▸ **EXERCISE PROMPT**: Nothing but the lines holding the string "Debug" should appear in the answer. Copy them from the entries.

▸ **MATERIAL FOR THIS EXERCISE**:
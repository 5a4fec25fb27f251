//! Prediction result models and the probability/description mappings

use rust_decimal::prelude::ToPrimitive;
use rust_decimal::{Decimal, RoundingStrategy};
use serde::{Deserialize, Serialize};
use std::fmt;

/// Outcome of a single rainfall prediction
#[derive(Debug, Clone, Copy, Serialize, Deserialize, PartialEq)]
pub struct PredictionResult {
    pub rainfall_mm: f64,
    pub probability_pct: u8,
    pub description: WeatherDescription,
}

impl PredictionResult {
    /// Derive probability and description from a final rainfall amount
    pub fn from_rainfall(rainfall_mm: f64, humidity: f64, cloud_cover: f64) -> Self {
        Self {
            rainfall_mm,
            probability_pct: calculate_rain_probability(rainfall_mm),
            description: weather_description(rainfall_mm, humidity, cloud_cover),
        }
    }
}

/// Human-readable summary of expected conditions
#[derive(Debug, Clone, Copy, Serialize, Deserialize, PartialEq, Eq)]
pub enum WeatherDescription {
    #[serde(rename = "Clear skies")]
    ClearSkies,
    #[serde(rename = "Partly cloudy")]
    PartlyCloudy,
    #[serde(rename = "Cloudy but no rain expected")]
    CloudyNoRain,
    #[serde(rename = "Light drizzle possible")]
    LightDrizzle,
    #[serde(rename = "Light rain expected")]
    LightRain,
    #[serde(rename = "Moderate rain expected")]
    ModerateRain,
    #[serde(rename = "Heavy rain expected")]
    HeavyRain,
}

impl WeatherDescription {
    pub fn as_str(&self) -> &'static str {
        match self {
            WeatherDescription::ClearSkies => "Clear skies",
            WeatherDescription::PartlyCloudy => "Partly cloudy",
            WeatherDescription::CloudyNoRain => "Cloudy but no rain expected",
            WeatherDescription::LightDrizzle => "Light drizzle possible",
            WeatherDescription::LightRain => "Light rain expected",
            WeatherDescription::ModerateRain => "Moderate rain expected",
            WeatherDescription::HeavyRain => "Heavy rain expected",
        }
    }
}

impl fmt::Display for WeatherDescription {
    fn fmt(&self, f: &mut fmt::Formatter<'_>) -> fmt::Result {
        f.write_str(self.as_str())
    }
}

/// Probability of rain (percent) as a step function of the predicted amount
pub fn calculate_rain_probability(rainfall_mm: f64) -> u8 {
    if rainfall_mm == 0.0 {
        0
    } else if rainfall_mm < 1.0 {
        20
    } else if rainfall_mm < 5.0 {
        40
    } else if rainfall_mm < 10.0 {
        60
    } else if rainfall_mm < 20.0 {
        80
    } else {
        95
    }
}

/// Describe the expected weather
///
/// Cloud cover only matters when no rain is predicted; humidity is accepted
/// for interface stability but does not affect the result.
pub fn weather_description(
    rainfall_mm: f64,
    _humidity: f64,
    cloud_cover: f64,
) -> WeatherDescription {
    if rainfall_mm == 0.0 {
        if cloud_cover < 30.0 {
            WeatherDescription::ClearSkies
        } else if cloud_cover < 60.0 {
            WeatherDescription::PartlyCloudy
        } else {
            WeatherDescription::CloudyNoRain
        }
    } else if rainfall_mm < 1.0 {
        WeatherDescription::LightDrizzle
    } else if rainfall_mm < 5.0 {
        WeatherDescription::LightRain
    } else if rainfall_mm < 15.0 {
        WeatherDescription::ModerateRain
    } else {
        WeatherDescription::HeavyRain
    }
}

/// Round to two decimal places, ties to even on the exact binary value
pub fn round2(value: f64) -> f64 {
    Decimal::from_f64_retain(value)
        .map(|d| d.round_dp_with_strategy(2, RoundingStrategy::MidpointNearestEven))
        .and_then(|d| d.to_f64())
        .unwrap_or_else(|| (value * 100.0).round() / 100.0)
}

/// Clamp negative (and NaN) amounts to zero, then round to two decimals
pub fn clamp_and_round(value: f64) -> f64 {
    round2(value.max(0.0))
}
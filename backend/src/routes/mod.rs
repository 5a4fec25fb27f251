//! Route definitions for the Rainfall Predictor

use axum::{
    routing::{get, post},
    Router,
};

use crate::{handlers, AppState};

/// Browser-facing routes served at the root
pub fn app_routes() -> Router<AppState> {
    Router::new()
        .route("/", get(handlers::root))
        .route("/health", get(handlers::health_check))
        .route("/predict", post(handlers::predict_form))
        .route("/export-csv", get(handlers::export_csv))
}

/// Create API routes
pub fn api_routes() -> Router<AppState> {
    Router::new()
        .route("/health", get(handlers::health_check))
        .route("/predict", post(handlers::predict_json))
        .route("/history", get(handlers::get_history))
        .route("/export-csv", get(handlers::export_csv))
        // Weather lookups for the form
        .route("/weather-data", get(handlers::get_weather_data))
        .route("/current-weather/:location", get(handlers::get_current_weather))
        .route("/weather-alerts/:location", get(handlers::get_weather_alerts))
        // Regression model
        .route("/model-status", get(handlers::get_model_status))
        .route("/model-accuracy", get(handlers::get_model_accuracy))
}
//! Shared types and prediction logic for the Rainfall Predictor
//!
//! This crate holds everything that is pure computation: the data model, the
//! rule-based predictor, the geographic adjuster, the feature preprocessor and
//! the model artifact types. It is used by the backend server and, through
//! WASM, by the browser form.

pub mod climate;
pub mod features;
pub mod forecast;
pub mod models;
pub mod rules;
pub mod types;
pub mod validation;

pub use climate::*;
pub use features::*;
pub use forecast::*;
pub use models::*;
pub use rules::*;
pub use types::*;
pub use validation::*;
//! Error handling for the Rainfall Predictor
//!
//! Provides consistent JSON error responses for the HTTP boundary

use axum::{
    http::StatusCode,
    response::{IntoResponse, Response},
    Json,
};
use serde::Serialize;
use shared::FieldError;
use thiserror::Error;

pub const INVALID_NUMERIC_MESSAGE: &str =
    "Please enter valid numerical values for weather parameters";

/// Application error types
#[derive(Error, Debug)]
pub enum AppError {
    // Validation errors
    #[error("Invalid numeric input: {source}")]
    InvalidNumericInput {
        source: FieldError,
        submitted: Option<serde_json::Value>,
    },

    #[error("Invalid date: {source}")]
    InvalidDate {
        source: FieldError,
        submitted: Option<serde_json::Value>,
    },

    #[error("Malformed request: {0}")]
    MalformedRequest(String),

    #[error("No predictions to export")]
    NoPredictionsToExport,

    // External service errors
    #[error("Weather service unavailable: {0}")]
    WeatherServiceUnavailable(String),

    #[error("Configuration error: {0}")]
    Configuration(String),

    // Internal errors
    #[error("Internal server error: {0}")]
    Internal(String),
}

impl AppError {
    /// Map a boundary parsing failure, echoing the submitted request
    pub fn from_field(source: FieldError, submitted: Option<serde_json::Value>) -> Self {
        match source {
            FieldError::InvalidDate { .. } => AppError::InvalidDate { source, submitted },
            _ => AppError::InvalidNumericInput { source, submitted },
        }
    }
}

/// Error response structure
#[derive(Serialize)]
pub struct ErrorResponse {
    pub error: ErrorDetail,
}

#[derive(Serialize)]
pub struct ErrorDetail {
    pub code: String,
    pub message: String,
    #[serde(skip_serializing_if = "Option::is_none")]
    pub field: Option<String>,
    #[serde(skip_serializing_if = "Option::is_none")]
    pub submitted: Option<serde_json::Value>,
}

impl IntoResponse for AppError {
    fn into_response(self) -> Response {
        let (status, error_detail) = match &self {
            AppError::InvalidNumericInput { source, submitted } => (
                StatusCode::BAD_REQUEST,
                ErrorDetail {
                    code: "INVALID_NUMERIC_INPUT".to_string(),
                    message: INVALID_NUMERIC_MESSAGE.to_string(),
                    field: Some(source.field().to_string()),
                    submitted: submitted.clone(),
                },
            ),
            AppError::InvalidDate { source, submitted } => (
                StatusCode::BAD_REQUEST,
                ErrorDetail {
                    code: "INVALID_DATE".to_string(),
                    message: source.to_string(),
                    field: Some(source.field().to_string()),
                    submitted: submitted.clone(),
                },
            ),
            AppError::MalformedRequest(msg) => (
                StatusCode::BAD_REQUEST,
                ErrorDetail {
                    code: "MALFORMED_REQUEST".to_string(),
                    message: msg.clone(),
                    field: None,
                    submitted: None,
                },
            ),
            AppError::NoPredictionsToExport => (
                StatusCode::NOT_FOUND,
                ErrorDetail {
                    code: "NO_PREDICTIONS".to_string(),
                    message: "No predictions to export".to_string(),
                    field: None,
                    submitted: None,
                },
            ),
            AppError::WeatherServiceUnavailable(msg) => (
                StatusCode::SERVICE_UNAVAILABLE,
                ErrorDetail {
                    code: "WEATHER_SERVICE_UNAVAILABLE".to_string(),
                    message: format!("Weather service is temporarily unavailable: {}", msg),
                    field: None,
                    submitted: None,
                },
            ),
            AppError::Configuration(msg) => (
                StatusCode::INTERNAL_SERVER_ERROR,
                ErrorDetail {
                    code: "CONFIGURATION_ERROR".to_string(),
                    message: format!("Configuration error: {}", msg),
                    field: None,
                    submitted: None,
                },
            ),
            AppError::Internal(msg) => (
                StatusCode::INTERNAL_SERVER_ERROR,
                ErrorDetail {
                    code: "INTERNAL_ERROR".to_string(),
                    message: msg.clone(),
                    field: None,
                    submitted: None,
                },
            ),
        };

        if status.is_server_error() {
            tracing::error!("Error: {:?}", self);
        } else {
            tracing::warn!("Request rejected: {}", self);
        }

        (status, Json(ErrorResponse { error: error_detail })).into_response()
    }
}

/// Result type alias for handlers
pub type AppResult<T> = Result<T, AppError>;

▸ **SOLVED EXERCISE**:
#[derive(Debug, Clone, Copy, Serialize, Deserialize, PartialEq)]
#[derive(Debug, Clone, Copy, Serialize, Deserialize, PartialEq, Eq)]
#[derive(Error, Debug)]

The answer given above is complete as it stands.